- The hardship exception deadline for critical access hospitals (CAHs) that did not achieve meaningful use during the EHR Incentive Program 2016 reporting period closes on November 30.
CAHs looking to avoid a 2018 payment adjustment can apply for a hardship exception if they can show that demonstrating meaningful use would result in a significant hardship for their practice. CAHs must complete the hardship exception application and provide proof of the hardship to avoid the payment adjustment.
The hardship exception is valid for only one payment year, according to CMS. Providers will not be granted an exception for more than five years.

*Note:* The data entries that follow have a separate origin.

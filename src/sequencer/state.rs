// Sequencer state - grid + tempo, owned by the controller
//
// The scheduler tick reads this through a shared handle; edits land at the
// next step boundary the scheduler computes.

use super::grid::{Grid, StepCount};
use super::timeline::{SequencerError, Tempo};
use crate::synth::instrument::Instrument;
use std::sync::{Arc, Mutex, MutexGuard};

pub type SharedSequencerState = Arc<Mutex<SequencerState>>;

/// Lock, taking the data back from a poisoned mutex.
/// Grid and tempo stay valid whatever a panicking holder was doing.
pub fn lock_recovering<'a, T>(mutex: &'a Mutex<T>, what: &str) -> MutexGuard<'a, T> {
    mutex.lock().unwrap_or_else(|poisoned| {
        log::error!("{} lock poisoned by a panicked thread, recovering", what);
        mutex.clear_poison();
        poisoned.into_inner()
    })
}

#[derive(Debug, Clone, PartialEq, Eq)]
pub struct SequencerState {
    grid: Grid,
    tempo: Tempo,
}

impl SequencerState {
    pub fn new(grid: Grid, tempo: Tempo) -> Self {
        Self { grid, tempo }
    }

    /// Starter pattern: four-on-the-floor kick, backbeat snare, eighth hats
    pub fn default_pattern() -> Self {
        let mut grid = Grid::new(StepCount::Sixteen);
        for step in 0..16 {
            if step % 4 == 0 {
                grid.set(Instrument::Kick.index(), step, true);
            }
            if step % 8 == 4 {
                grid.set(Instrument::Snare.index(), step, true);
            }
            if step % 2 == 0 {
                grid.set(Instrument::HiHat.index(), step, true);
            }
        }
        Self::new(grid, Tempo::default())
    }

    pub fn into_shared(self) -> SharedSequencerState {
        Arc::new(Mutex::new(self))
    }

    pub fn grid(&self) -> &Grid {
        &self.grid
    }

    pub fn grid_mut(&mut self) -> &mut Grid {
        &mut self.grid
    }

    pub fn tempo(&self) -> Tempo {
        self.tempo
    }

    pub fn set_tempo(&mut self, tempo: Tempo) {
        self.tempo = tempo;
    }

    pub fn step_count(&self) -> StepCount {
        self.grid.step_count()
    }

    /// Toggle one cell, returning its new value
    pub fn toggle(&mut self, instrument: Instrument, step: usize) -> Result<bool, SequencerError> {
        let len = self.grid.step_count().len();
        if step >= len {
            return Err(SequencerError::StepOutOfRange { step, len });
        }
        Ok(self.grid.toggle(instrument.index(), step))
    }

    /// Rebuild the grid at a new length (all cells cleared)
    pub fn resize(&mut self, step_count: StepCount) {
        self.grid.resize(step_count);
    }
}

impl Default for SequencerState {
    fn default() -> Self {
        Self::default_pattern()
    }
}
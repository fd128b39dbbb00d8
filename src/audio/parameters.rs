// Atomic parameters - lock-free values shared with the audio thread
//
// f32 stored as its bit pattern in an AtomicU32.

use std::sync::Arc;
use std::sync::atomic::{AtomicU32, Ordering};

/// Thread-safe f32 (output meter, playhead-adjacent readouts)
#[derive(Clone, Debug)]
pub struct AtomicF32 {
    inner: Arc<AtomicU32>,
}

impl AtomicF32 {
    pub fn new(value: f32) -> Self {
        Self {
            inner: Arc::new(AtomicU32::new(value.to_bits())),
        }
    }

    pub fn set(&self, value: f32) {
        self.inner.store(value.to_bits(), Ordering::Relaxed);
    }

    pub fn get(&self) -> f32 {
        f32::from_bits(self.inner.load(Ordering::Relaxed))
    }
}

impl Default for AtomicF32 {
    fn default() -> Self {
        Self::new(0.0)
    }
}
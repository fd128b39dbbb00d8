// Sequencer module
// Step grid, tempo, look-ahead scheduling and transport

pub mod grid;
pub mod scheduler;
pub mod state;
pub mod task;
pub mod timeline;
pub mod transport;

pub use grid::{Grid, StepCount};
pub use scheduler::{LookAheadScheduler, NoteEvent};
pub use state::{SequencerState, SharedSequencerState};
pub use timeline::{SequencerError, Tempo};
pub use transport::{Transport, TransportError};
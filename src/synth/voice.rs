// Voice - one scheduled sound: generator -> optional filter -> gain envelope
//
// A voice carries its own absolute start time so the same value can be
// handed to any sound sink (realtime or offline).

use super::envelope::ExponentialRamp;
use super::filter::{FilterParams, StateVariableFilter};
use super::noise::NoiseGenerator;
use super::oscillator::{Oscillator, SweepOscillator};

/// Sound source of a voice
#[derive(Debug, Clone)]
pub enum Generator {
    Tone(SweepOscillator),
    Noise(NoiseGenerator),
}

impl Generator {
    #[inline]
    fn next_sample(&mut self) -> f32 {
        match self {
            Generator::Tone(osc) => osc.next_sample(),
            Generator::Noise(noise) => noise.next_sample(),
        }
    }
}

#[derive(Debug, Clone)]
pub struct Voice {
    start_time: f64,
    generator: Generator,
    filter: Option<StateVariableFilter>,
    gain: ExponentialRamp,
    remaining_samples: u64,
}

impl Voice {
    /// # Arguments
    /// * `start_time` - Absolute audio-clock time in seconds
    /// * `duration_secs` - The voice stops after this long
    pub fn new(
        start_time: f64,
        generator: Generator,
        gain: ExponentialRamp,
        duration_secs: f64,
        sample_rate: f32,
    ) -> Self {
        Self {
            start_time,
            generator,
            filter: None,
            gain,
            remaining_samples: (duration_secs.max(0.0) * sample_rate as f64).round() as u64,
        }
    }

    pub fn with_filter(mut self, params: FilterParams, sample_rate: f32) -> Self {
        self.filter = Some(StateVariableFilter::new(params, sample_rate));
        self
    }

    pub fn start_time(&self) -> f64 {
        self.start_time
    }

    /// First sample frame this voice sounds on at the given rate
    pub fn start_sample(&self, sample_rate: f32) -> u64 {
        (self.start_time.max(0.0) * sample_rate as f64).round() as u64
    }

    pub fn remaining_samples(&self) -> u64 {
        self.remaining_samples
    }

    pub fn is_finished(&self) -> bool {
        self.remaining_samples == 0
    }

    /// Next mono sample; silence once the voice has finished
    #[inline]
    pub fn next_sample(&mut self) -> f32 {
        if self.remaining_samples == 0 {
            return 0.0;
        }
        self.remaining_samples -= 1;

        let mut sample = self.generator.next_sample();
        if let Some(filter) = self.filter.as_mut() {
            sample = filter.process(sample);
        }
        sample * self.gain.next_value() as f32
    }
}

Inpatient prospective payment system hospitals that were unable to achieve meaningful use or receive a hardship exception for the 2016 reporting period can also apply for an exception through November 30.
CAHs may submit a hardship exception application if they meet criteria for a lack of infrastructure or an extreme and uncontrollable circumstances hardship exception.
The policy addressing extreme and uncontrollable circumstances has also been included in the second year of the Quality Payment Program (QPP). This was part of the CMS Patients Over Paperwork initiative to reduce unnecessary regulatory burden on providers and increase clinical efficiency. The hardship exception is aimed at assisting small practices and clinicians in the line of hurricanes Harvey, Irma, and Maria.
CAHs that have not previously participated in the EHR Incentive Program but would like to participate in 2016 have until February 28, 2017 to successfully attest to meaningful use and avoid a payment adjustment.
New CAHs that have not operated before 2016 are considered automatically exempt from the 2016 payment adjustment and do not need to apply. CAHs unsure about whether they should apply for a hardship exception to avoid a payment adjustment can consult the CMS CAH hardship exception application instructions.
CAHs historically have lagged behind other hospitals in advanced EHR use. A recent study by Julia Adler-Milstein, PhD and Jay Holmgren found CAHs are less likely than other hospitals to use EHR data for performance measurement and patient engagement.
The researchers voiced concern the disparity in EHR use signals the beginnings of a digital divide between CAHs and other hospitals.
“Hospital EHR adoption is widespread and many hospitals are using EHRs to support QI and patient engagement,” the duo wrote. “However, this is not happening across all hospitals.”